Stored data entries
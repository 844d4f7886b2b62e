//! MCP server generated from an `OpenAPI` document.

use crate::client::ApiClient;
use crate::config::ToolSourceConfig;
use crate::document::{normalize_document, parse_document};
use crate::error::Result;
use crate::resolver::DocId;
use crate::runtime::OpenApiToolSource;
use rmcp::model::{
    CallToolRequestParams, CallToolResult, Content, Implementation, ListToolsResult,
    PaginatedRequestParams, ServerCapabilities, ServerInfo, Tool,
};
use rmcp::service::RequestContext;
use rmcp::{ErrorData, RoleServer, ServerHandler};
use serde_json::Value;

/// Extra knobs for [`OpenApiServer::from_openapi`].
#[derive(Debug, Clone, Default)]
pub struct ServerOptions {
    /// Where the document was fetched from. Relative `$ref`s resolve against it; when unset,
    /// they resolve against the client's base URL.
    pub document_url: Option<String>,
    pub tools: ToolSourceConfig,
}

/// An MCP server exposing one tool per `OpenAPI` operation.
///
/// Cheap to clone; the streamable HTTP transport creates one handler per session.
#[derive(Debug, Clone)]
pub struct OpenApiServer {
    name: String,
    instructions: Option<String>,
    source: OpenApiToolSource,
}

impl OpenApiServer {
    /// Build a server from an `OpenAPI` document and a client bound to the API it describes.
    ///
    /// # Errors
    ///
    /// Returns an error if the document is not a usable `OpenAPI` 3.x description or
    /// `options.document_url` is not a valid location. Individual operations that cannot be
    /// converted are skipped rather than failing the build.
    pub async fn from_openapi(
        document: Value,
        client: ApiClient,
        name: impl Into<String>,
        options: ServerOptions,
    ) -> Result<Self> {
        let name = name.into();
        let document = normalize_document(document, &name)?;
        let spec = parse_document(document.clone(), &name)?;
        let location = match &options.document_url {
            Some(url) => DocId::parse(url)?,
            None => DocId::parse(client.base_url())?,
        };

        let source =
            OpenApiToolSource::build(&spec, document, location, client, &options.tools).await;

        Ok(Self {
            name,
            instructions: spec.info.description.clone(),
            source,
        })
    }

    #[must_use]
    pub fn name(&self) -> &str {
        &self.name
    }

    /// The client every tool call goes through.
    #[must_use]
    pub fn client(&self) -> &ApiClient {
        self.source.client()
    }

    #[must_use]
    pub fn tools(&self) -> Vec<Tool> {
        self.source.list_tools()
    }
}

impl ServerHandler for OpenApiServer {
    fn get_info(&self) -> ServerInfo {
        ServerInfo {
            capabilities: ServerCapabilities::builder().enable_tools().build(),
            server_info: Implementation {
                name: self.name.clone(),
                version: env!("CARGO_PKG_VERSION").to_string(),
                ..Default::default()
            },
            instructions: self.instructions.clone(),
            ..Default::default()
        }
    }

    async fn list_tools(
        &self,
        _request: Option<PaginatedRequestParams>,
        _context: RequestContext<RoleServer>,
    ) -> std::result::Result<ListToolsResult, ErrorData> {
        Ok(ListToolsResult::with_all_items(self.source.list_tools()))
    }

    async fn call_tool(
        &self,
        request: CallToolRequestParams,
        _context: RequestContext<RoleServer>,
    ) -> std::result::Result<CallToolResult, ErrorData> {
        let arguments = request.arguments.map_or(Value::Null, Value::Object);

        match self.source.call_tool(&request.name, arguments).await {
            Ok(result) => Ok(result),
            Err(e) if e.is_caller_error() => Err(ErrorData::invalid_params(e.to_string(), None)),
            // Upstream failures go back as tool errors so the model can read them.
            Err(e) => {
                tracing::warn!(tool = %request.name, error = %e, "tool call failed");
                Ok(CallToolResult::error(vec![Content::text(e.to_string())]))
            }
        }
    }
}

#[cfg(test)]
mod tests {
    use super::*;
    use crate::error::OpenApiToolsError;
    use serde_json::json;

    fn client() -> ApiClient {
        ApiClient::new("http://localhost:5000").unwrap()
    }

    #[tokio::test]
    async fn minimal_document_builds_an_empty_server() {
        let server = OpenApiServer::from_openapi(
            json!({"openapi": "3.0.0", "paths": {}}),
            client(),
            "Hook Relay API (v2)",
            ServerOptions::default(),
        )
        .await
        .unwrap();

        assert_eq!(server.name(), "Hook Relay API (v2)");
        assert_eq!(server.client().base_url(), "http://localhost:5000");
        assert!(server.tools().is_empty());

        let info = server.get_info();
        assert_eq!(info.server_info.name, "Hook Relay API (v2)");
        assert!(info.capabilities.tools.is_some());
        assert!(info.instructions.is_none());
    }

    #[tokio::test]
    async fn info_description_becomes_instructions() {
        let server = OpenApiServer::from_openapi(
            json!({
                "openapi": "3.0.0",
                "info": { "title": "Hook Relay", "version": "2", "description": "Replay webhooks." },
                "paths": { "/hooks": { "get": { "operationId": "listHooks", "responses": {} } } }
            }),
            client(),
            "relay",
            ServerOptions::default(),
        )
        .await
        .unwrap();

        assert_eq!(server.get_info().instructions.as_deref(), Some("Replay webhooks."));
        assert_eq!(server.tools().len(), 1);
    }

    #[tokio::test]
    async fn serves_openapi_31_documents() {
        let server = OpenApiServer::from_openapi(
            json!({
                "openapi": "3.1.0",
                "info": { "title": "Hook Relay", "version": "2" },
                "paths": {
                    "/hooks/{id}": {
                        "get": {
                            "operationId": "getHook",
                            "parameters": [
                                { "name": "id", "in": "path", "required": true, "schema": { "type": "string" } }
                            ],
                            "responses": {
                                "200": {
                                    "description": "ok",
                                    "content": {
                                        "application/json": { "schema": { "$ref": "#/components/schemas/Hook" } }
                                    }
                                }
                            }
                        }
                    }
                },
                "components": {
                    "schemas": {
                        "Hook": {
                            "type": "object",
                            "properties": { "secret": { "type": ["string", "null"] } }
                        }
                    }
                }
            }),
            client(),
            "relay",
            ServerOptions::default(),
        )
        .await
        .unwrap();

        let tools = server.tools();
        assert_eq!(tools.len(), 1);
        let output = serde_json::to_value(tools[0].output_schema.as_deref().unwrap()).unwrap();
        assert_eq!(
            output["properties"]["body"]["properties"]["secret"]["type"],
            json!(["string", "null"])
        );
    }

    #[tokio::test]
    async fn rejects_documents_that_are_not_openapi() {
        let err = OpenApiServer::from_openapi(
            json!({"swagger": "2.0"}),
            client(),
            "relay",
            ServerOptions::default(),
        )
        .await
        .unwrap_err();
        assert!(matches!(err, OpenApiToolsError::OpenApi(_)));
    }
}
//! `OpenAPI` schema → JSON Schema rendering for MCP tool definitions.

use openapiv3::{ReferenceOr, Schema, SchemaKind, Type};
use serde_json::{Map, Value, json};
use std::borrow::Borrow;

/// How deep local `$ref`s are inlined before falling back to an opaque object.
const MAX_INLINE_DEPTH: usize = 8;

/// Renders `OpenAPI` schemas as JSON Schema, inlining local `#/...` refs from the root document.
///
/// MCP clients receive each tool schema standalone, so a `#/components/...` pointer would dangle.
/// Local refs are inlined up to a fixed depth (cycles end in `{"type": "object"}`); refs into
/// other documents are kept verbatim.
pub struct SchemaRenderer<'a> {
    root: &'a Value,
}

impl<'a> SchemaRenderer<'a> {
    #[must_use]
    pub fn new(root: &'a Value) -> Self {
        Self { root }
    }

    #[must_use]
    pub fn render(&self, schema: &Schema) -> Value {
        self.render_at(schema, 0)
    }

    /// Render a schema that may itself be a reference.
    #[must_use]
    pub fn render_ref<T: Borrow<Schema>>(&self, schema: &ReferenceOr<T>) -> Value {
        self.render_ref_at(schema, 0)
    }

    fn render_ref_at<T: Borrow<Schema>>(&self, schema: &ReferenceOr<T>, depth: usize) -> Value {
        match schema {
            ReferenceOr::Item(s) => self.render_at(s.borrow(), depth),
            ReferenceOr::Reference { reference } => self.inline(reference, depth),
        }
    }

    fn inline(&self, reference: &str, depth: usize) -> Value {
        let Some(pointer) = reference.strip_prefix('#') else {
            return json!({ "$ref": reference });
        };
        if depth >= MAX_INLINE_DEPTH {
            return json!({ "type": "object" });
        }

        let target = self
            .root
            .pointer(pointer)
            .cloned()
            .and_then(|v| serde_json::from_value::<ReferenceOr<Schema>>(v).ok());
        match target {
            Some(next) => self.render_ref_at(&next, depth + 1),
            None => {
                tracing::debug!(reference, "unresolvable local schema ref; keeping it opaque");
                json!({ "type": "object" })
            }
        }
    }

    fn render_at(&self, schema: &Schema, depth: usize) -> Value {
        let mut out = Map::new();
        let data = &schema.schema_data;

        if let Some(desc) = &data.description {
            out.insert("description".to_string(), json!(desc));
        }
        if let Some(default) = &data.default {
            out.insert("default".to_string(), default.clone());
        }

        match &schema.schema_kind {
            SchemaKind::Type(t) => self.render_type(t, &mut out, depth),
            SchemaKind::OneOf { one_of } => {
                out.insert("oneOf".to_string(), self.render_all(one_of, depth));
            }
            SchemaKind::AnyOf { any_of } => {
                out.insert("anyOf".to_string(), self.render_all(any_of, depth));
            }
            SchemaKind::AllOf { all_of } => {
                out.insert("allOf".to_string(), self.render_all(all_of, depth));
            }
            SchemaKind::Not { .. } | SchemaKind::Any(_) => {}
        }

        // OpenAPI 3.0 `nullable` has no JSON Schema keyword; widen the type instead.
        if data.nullable
            && let Some(Value::String(t)) = out.get("type").cloned()
        {
            out.insert("type".to_string(), json!([t, "null"]));
        }

        Value::Object(out)
    }

    fn render_all(&self, schemas: &[ReferenceOr<Schema>], depth: usize) -> Value {
        Value::Array(
            schemas
                .iter()
                .map(|s| self.render_ref_at(s, depth))
                .collect(),
        )
    }

    fn render_type(&self, t: &Type, out: &mut Map<String, Value>, depth: usize) {
        match t {
            Type::String(s) => {
                out.insert("type".to_string(), json!("string"));
                if let Some(format) = serde_json::to_value(&s.format)
                    .ok()
                    .filter(|v| v.as_str().is_some_and(|f| !f.is_empty()))
                {
                    out.insert("format".to_string(), format);
                }
                let values: Vec<&String> = s.enumeration.iter().flatten().collect();
                if !values.is_empty() {
                    out.insert("enum".to_string(), json!(values));
                }
            }
            Type::Number(n) => {
                out.insert("type".to_string(), json!("number"));
                if let Some(min) = n.minimum {
                    out.insert("minimum".to_string(), json!(min));
                }
                if let Some(max) = n.maximum {
                    out.insert("maximum".to_string(), json!(max));
                }
            }
            Type::Integer(i) => {
                out.insert("type".to_string(), json!("integer"));
                if let Some(min) = i.minimum {
                    out.insert("minimum".to_string(), json!(min));
                }
                if let Some(max) = i.maximum {
                    out.insert("maximum".to_string(), json!(max));
                }
                let values: Vec<&i64> = i.enumeration.iter().flatten().collect();
                if !values.is_empty() {
                    out.insert("enum".to_string(), json!(values));
                }
            }
            Type::Boolean(_) => {
                out.insert("type".to_string(), json!("boolean"));
            }
            Type::Array(a) => {
                out.insert("type".to_string(), json!("array"));
                if let Some(items) = &a.items {
                    out.insert("items".to_string(), self.render_ref_at(items, depth));
                }
            }
            Type::Object(o) => {
                out.insert("type".to_string(), json!("object"));
                if !o.properties.is_empty() {
                    let props: Map<String, Value> = o
                        .properties
                        .iter()
                        .map(|(name, prop)| (name.clone(), self.render_ref_at(prop, depth)))
                        .collect();
                    out.insert("properties".to_string(), Value::Object(props));
                }
                if !o.required.is_empty() {
                    out.insert("required".to_string(), json!(o.required));
                }
            }
        }
    }
}

/// Build the MCP input schema (always an object) from flattened tool parameters.
#[must_use]
pub fn build_input_schema<'p>(
    parameters: impl IntoIterator<Item = (&'p str, &'p Value, bool)>,
) -> Value {
    let mut properties = Map::new();
    let mut required: Vec<&str> = Vec::new();

    for (name, schema, is_required) in parameters {
        properties.insert(name.to_string(), schema.clone());
        if is_required {
            required.push(name);
        }
    }

    let mut schema = json!({
        "type": "object",
        "properties": properties,
    });
    if !required.is_empty() {
        schema["required"] = json!(required);
    }
    schema
}

/// Wrap a response body schema so the MCP output schema root is an object: `{ body: ... }`.
#[must_use]
pub fn wrap_body_output_schema(body_schema: Value) -> Map<String, Value> {
    let wrapped = json!({
        "type": "object",
        "required": ["body"],
        "properties": { "body": body_schema }
    });
    match wrapped {
        Value::Object(obj) => obj,
        _ => Map::new(),
    }
}

#[cfg(test)]
mod tests {
    use super::*;

    fn schema(v: Value) -> Schema {
        serde_json::from_value(v).unwrap()
    }

    #[test]
    fn renders_scalars_with_details() {
        let root = json!({});
        let r = SchemaRenderer::new(&root);

        let s = r.render(&schema(json!({
            "type": "string", "format": "uri", "enum": ["a", "b"], "description": "target"
        })));
        assert_eq!(
            s,
            json!({"type": "string", "format": "uri", "enum": ["a", "b"], "description": "target"})
        );

        let s = r.render(&schema(json!({"type": "integer", "minimum": 1, "nullable": true})));
        assert_eq!(s, json!({"type": ["integer", "null"], "minimum": 1}));
    }

    #[test]
    fn inlines_local_refs() {
        let root = json!({
            "components": { "schemas": {
                "Hook": {
                    "type": "object",
                    "required": ["url"],
                    "properties": {
                        "url": { "type": "string" },
                        "headers": { "type": "array", "items": { "$ref": "#/components/schemas/Header" } }
                    }
                },
                "Header": { "type": "object", "properties": { "name": { "type": "string" } } }
            } }
        });
        let r = SchemaRenderer::new(&root);
        let s = r.render_ref(&ReferenceOr::<Schema>::Reference {
            reference: "#/components/schemas/Hook".to_string(),
        });
        assert_eq!(s["type"], "object");
        assert_eq!(s["required"], json!(["url"]));
        assert_eq!(
            s["properties"]["headers"]["items"]["properties"]["name"]["type"],
            "string"
        );
    }

    #[test]
    fn self_referencing_schema_terminates() {
        let root = json!({
            "components": { "schemas": {
                "Node": {
                    "type": "object",
                    "properties": { "next": { "$ref": "#/components/schemas/Node" } }
                }
            } }
        });
        let r = SchemaRenderer::new(&root);
        let s = r.render_ref(&ReferenceOr::<Schema>::Reference {
            reference: "#/components/schemas/Node".to_string(),
        });
        assert_eq!(s["type"], "object");
    }

    #[test]
    fn external_refs_are_kept() {
        let root = json!({});
        let r = SchemaRenderer::new(&root);
        let s = r.render_ref(&ReferenceOr::<Schema>::Reference {
            reference: "common.json#/Hook".to_string(),
        });
        assert_eq!(s, json!({"$ref": "common.json#/Hook"}));
    }

    #[test]
    fn input_schema_lists_required_params() {
        let id = json!({"type": "string"});
        let q = json!({"type": "string"});
        let s = build_input_schema([("id", &id, true), ("q", &q, false)]);
        assert_eq!(s["type"], "object");
        assert_eq!(s["required"], json!(["id"]));
        assert!(s["properties"].get("q").is_some());

        let s = build_input_schema([("q", &q, false)]);
        assert!(s.get("required").is_none());
    }
}
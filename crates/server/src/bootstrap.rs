//! Startup: fetch the API description, bind a client, build the tool server.

use crate::config::Settings;
use crate::error::{FetchError, ServerError};
use crate::serve::ToolServer;
use hookrelay_openapi_tools::redact::sanitize_reqwest_error;
use hookrelay_openapi_tools::{ApiClient, OpenApiServer, ServerOptions};
use serde_json::Value;

/// Fetch the `OpenAPI` document and build the tool server around it.
///
/// Nothing is retried; the first failure is returned.
///
/// # Errors
///
/// - [`ServerError::Fetch`] if the document cannot be retrieved or is not JSON.
/// - [`ServerError::Startup`] if the client or the tool server cannot be built from it.
pub async fn create_server(settings: &Settings) -> Result<ToolServer, ServerError> {
    let spec_url = settings.spec_url();
    tracing::info!("Fetching OpenAPI spec from {spec_url}...");

    let document = match fetch_spec(&reqwest::Client::new(), &spec_url).await {
        Ok(document) => document,
        Err(e) => {
            tracing::error!("Error fetching OpenAPI spec: {e}");
            return Err(e.into());
        }
    };

    let client = ApiClient::new(&settings.api_base_url)?
        .with_timeout(settings.call_timeout())
        .with_max_response_bytes(settings.max_response_bytes);
    let options = ServerOptions {
        document_url: Some(spec_url),
        tools: settings.tool_config(),
    };
    let server =
        OpenApiServer::from_openapi(document, client, settings.name.clone(), options).await?;

    Ok(ToolServer::new(server, settings.transport, settings.bind))
}

/// `GET` the document and parse the body as JSON. The shape is not checked here.
///
/// # Errors
///
/// Returns a [`FetchError`] for transport failures, non-2xx statuses and non-JSON bodies.
pub async fn fetch_spec(http: &reqwest::Client, url: &str) -> Result<Value, FetchError> {
    let transport = |e: reqwest::Error| FetchError::Transport {
        url: url.to_string(),
        message: sanitize_reqwest_error(&e),
    };

    let response = http.get(url).send().await.map_err(transport)?;
    let status = response.status();
    if !status.is_success() {
        return Err(FetchError::Status {
            url: url.to_string(),
            status,
        });
    }

    let body = response.bytes().await.map_err(transport)?;
    serde_json::from_slice(&body).map_err(|source| FetchError::Parse {
        url: url.to_string(),
        source,
    })
}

§ **Problem details**
Repeat only what lies between the first line of the data and the line containing "use crate::runtime::OpenApiToolSource;", both of those lines included, exactly as it stands.

§ **Final answer**
repository 844d4f7886b2b62e
//! MCP server generated from an `OpenAPI` document.

use crate::client::ApiClient;
use crate::config::ToolSourceConfig;
use crate::document::{normalize_document, parse_document};
use crate::error::Result;
use crate::resolver::DocId;
use crate::runtime::OpenApiToolSource;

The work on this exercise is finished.